Monday, November 3, 2014

Japan, U.S. accused of failing Okinawa residents, veterans allegedly sickened by Agent Orange
A journalist who has documented the alleged existence of Agent Orange on Okinawa has accused Tokyo and Washington of side-stepping their responsibilities to local residents and military personnel who may have been exposed to the toxic defoliant.
Jon Mitchell, a research associate at Meiji Gakuin University’s International Peace Research Institute, said the Japanese government has failed to investigate whether military toxins contaminated local seafood farms, and U.S. authorities have dodged the truth about what happened to the more than 250 veterans who reported ill health.
“These people, they deserve better. These people deserve justice,” Mitchell told a press conference Thursday at the Foreign Correspondents’ Club of Japan in Tokyo. He was speaking a day before a Japanese translation of his book on the subject hit the stores.
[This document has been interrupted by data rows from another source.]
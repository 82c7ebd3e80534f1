use super::types::ServerConfig;
use std::fs;
use std::path::Path;

impl ServerConfig {
    /// Load configuration from a TOML file
    ///
    /// Note: Environment overrides are applied separately via `apply_env_overrides()`.
    pub fn from_file<P: AsRef<Path>>(path: P) -> anyhow::Result<Self> {
        let path = path.as_ref();
        let content = fs::read_to_string(path)
            .map_err(|e| anyhow::anyhow!("Failed to read config file: {}", e))?;

        let config = Self::from_toml_str(&content)?;
        log::debug!("Loaded configuration from {}", path.display());
        Ok(config)
    }

    /// Parse and validate configuration from TOML text
    pub fn from_toml_str(content: &str) -> anyhow::Result<Self> {
        let config: ServerConfig = toml::from_str(content)
            .map_err(|e| anyhow::anyhow!("Failed to parse config file: {}", e))?;

        config.validate()?;

        Ok(config)
    }

    /// Apply overrides from the process environment, then re-validate
    pub fn apply_env_overrides(&mut self) -> anyhow::Result<()> {
        self.apply_overrides_from(|key| std::env::var(key).ok())
    }

    /// Apply overrides from an arbitrary variable lookup
    ///
    /// Recognized variables:
    /// - `ITEMSTREAM_HOST`, `ITEMSTREAM_PORT`, `ITEMSTREAM_LOG_LEVEL`
    /// - `WEBSOCKET_PUBLIC` (any value other than "", "0" or "false" enables it)
    /// - `WEBSOCKET_PATH`
    pub fn apply_overrides_from<F>(&mut self, lookup: F) -> anyhow::Result<()>
    where
        F: Fn(&str) -> Option<String>,
    {
        if let Some(host) = lookup("ITEMSTREAM_HOST") {
            self.server.host = host;
        }

        if let Some(port_str) = lookup("ITEMSTREAM_PORT") {
            self.server.port = port_str
                .parse()
                .map_err(|_| anyhow::anyhow!("Invalid ITEMSTREAM_PORT value: {}", port_str))?;
        }

        if let Some(level) = lookup("ITEMSTREAM_LOG_LEVEL") {
            self.logging.level = level.to_lowercase();
        }

        if let Some(public) = lookup("WEBSOCKET_PUBLIC") {
            let flag = public.trim().to_lowercase();
            self.websocket.public = !(flag.is_empty() || flag == "0" || flag == "false");
        }

        if let Some(path) = lookup("WEBSOCKET_PATH") {
            log::debug!("WebSocket path overridden from environment: {}", path);
            self.websocket.path = path;
        }

        self.validate()
    }

    /// Validate configuration settings
    pub fn validate(&self) -> anyhow::Result<()> {
        if self.server.port == 0 {
            return Err(anyhow::anyhow!("Server port cannot be 0"));
        }

        let valid_levels = ["error", "warn", "info", "debug", "trace"];
        if !valid_levels.contains(&self.logging.level.as_str()) {
            return Err(anyhow::anyhow!(
                "Invalid log level '{}'. Must be one of: {}",
                self.logging.level,
                valid_levels.join(", ")
            ));
        }

        for (target, level) in &self.logging.targets {
            if !valid_levels.contains(&level.as_str()) {
                return Err(anyhow::anyhow!(
                    "Invalid log level '{}' for target '{}'. Must be one of: {}",
                    level,
                    target,
                    valid_levels.join(", ")
                ));
            }
        }

        let valid_formats = ["compact", "json"];
        if !valid_formats.contains(&self.logging.format.as_str()) {
            return Err(anyhow::anyhow!(
                "Invalid log format '{}'. Must be one of: {}",
                self.logging.format,
                valid_formats.join(", ")
            ));
        }

        if !self.websocket.path.starts_with('/') {
            return Err(anyhow::anyhow!(
                "WebSocket path '{}' must start with '/'",
                self.websocket.path
            ));
        }

        if self.websocket.max_message_size == 0 {
            return Err(anyhow::anyhow!("max_message_size cannot be 0"));
        }

        if self.websocket.outbound_buffer == 0 {
            return Err(anyhow::anyhow!("outbound_buffer cannot be 0"));
        }

        if self.websocket.heartbeat_interval_secs == 0 {
            return Err(anyhow::anyhow!("heartbeat_interval_secs cannot be 0"));
        }

        let mut seen = std::collections::HashSet::new();
        for collection in &self.store.collections {
            if collection.name.trim().is_empty() {
                return Err(anyhow::anyhow!("Collection name cannot be empty"));
            }
            if !seen.insert(collection.name.to_lowercase()) {
                return Err(anyhow::anyhow!("Duplicate collection '{}'", collection.name));
            }
        }

        Ok(())
    }
}

#[cfg(test)]
mod tests {
    use super::*;
    use std::collections::HashMap;
    use std::io::Write;

    #[test]
    fn test_default_config_is_valid() {
        let config = ServerConfig::default();
        assert!(config.validate().is_ok());
        assert_eq!(config.websocket.path, "/websocket");
        assert!(!config.websocket.public);
        assert!(config.handlers.subscribe);
    }

    #[test]
    fn test_invalid_port() {
        let mut config = ServerConfig::default();
        config.server.port = 0;
        assert!(config.validate().is_err());
    }

    #[test]
    fn test_invalid_log_level() {
        let mut config = ServerConfig::default();
        config.logging.level = "invalid".to_string();
        assert!(config.validate().is_err());
    }

    #[test]
    fn test_relative_ws_path_rejected() {
        let mut config = ServerConfig::default();
        config.websocket.path = "websocket".to_string();
        assert!(config.validate().is_err());
    }

    #[test]
    fn test_duplicate_collections_rejected() {
        let config = ServerConfig::from_toml_str(
            r#"
            [[store.collections]]
            name = "articles"

            [[store.collections]]
            name = "Articles"
            "#,
        );
        assert!(config.is_err());
    }

    #[test]
    fn test_from_file_with_partial_sections() {
        let mut file = tempfile::NamedTempFile::new().unwrap();
        write!(
            file,
            r#"
            [websocket]
            public = true
            path = "/test"

            [handlers]
            delete = false

            [subscriptions]
            auto_collections = ["notices"]

            [[auth.tokens]]
            token = "secret"
            user = "editor-1"
            role = "editor"

            [[store.collections]]
            name = "articles"
            read_roles = ["editor"]
            "#
        )
        .unwrap();

        let config = ServerConfig::from_file(file.path()).unwrap();
        assert!(config.websocket.public);
        assert_eq!(config.websocket.path, "/test");
        assert_eq!(config.websocket.outbound_buffer, 256);
        assert!(!config.handlers.delete);
        assert!(config.handlers.get);
        assert_eq!(config.subscriptions.auto_collections, vec!["notices"]);
        assert_eq!(config.auth.tokens[0].role.as_deref(), Some("editor"));
        assert_eq!(config.store.collections[0].primary_key, "id");
    }

    #[test]
    fn test_env_overrides() {
        let vars: HashMap<&str, &str> = [
            ("WEBSOCKET_PUBLIC", "true"),
            ("WEBSOCKET_PATH", "/ws"),
            ("ITEMSTREAM_PORT", "9000"),
        ]
        .into_iter()
        .collect();

        let mut config = ServerConfig::default();
        config
            .apply_overrides_from(|key| vars.get(key).map(|v| v.to_string()))
            .unwrap();
        assert!(config.websocket.public);
        assert_eq!(config.websocket.path, "/ws");
        assert_eq!(config.server.port, 9000);

        config.apply_overrides_from(|key| (key == "WEBSOCKET_PUBLIC").then(|| "0".to_string()))
            .unwrap();
        assert!(!config.websocket.public);
    }

    #[test]
    fn test_invalid_port_override() {
        let mut config = ServerConfig::default();
        let result =
            config.apply_overrides_from(|key| (key == "ITEMSTREAM_PORT").then(|| "abc".to_string()));
        assert!(result.is_err());
    }

    #[test]
    fn test_event_scope() {
        let mut config = ServerConfig::default();
        assert_eq!(config.events.scope(), vec!["items"]);

        config.events.namespaces = vec!["items".to_string(), "orders".to_string()];
        assert_eq!(config.events.scope(), vec!["items", "orders"]);

        config.events.system = true;
        let scope = config.events.scope();
        assert!(scope.contains(&"users".to_string()));
        assert_eq!(scope.first().map(String::as_str), Some("items"));
    }

    #[test]
    fn test_example_config_parses() {
        let config = ServerConfig::from_toml_str(include_str!("../../../../config.example.toml"))
            .expect("example config is valid");
        assert_eq!(config.store.collections.len(), 2);
        assert_eq!(config.auth.tokens.len(), 2);
        assert!(config.auth.tokens[1].admin);
        assert_eq!(config.logging.targets.get("itemstream_core::live::registry").map(String::as_str), Some("debug"));
        assert!(config.store.collections[1].public_read);
    }
}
“The usage of Agent Orange and military defoliants is one of the best-kept secrets of the Cold War,” he said.
Mitchell has written extensively for The Japan Times about Agent Orange, often focusing on Pentagon negligence. He also documented the discovery this summer on former military land in Okinawa dozens of barrels containing traces of the chemical precursors to Agent Orange.
“Some of the local residents in Nago, they believe Agent Orange wiped out the seaweed farms in the area. In addition, it may have poisoned clam collectors,” Mitchell said, referring to the city selected to become the new home of unpopular U.S. Marine Corps Air Station Futenma.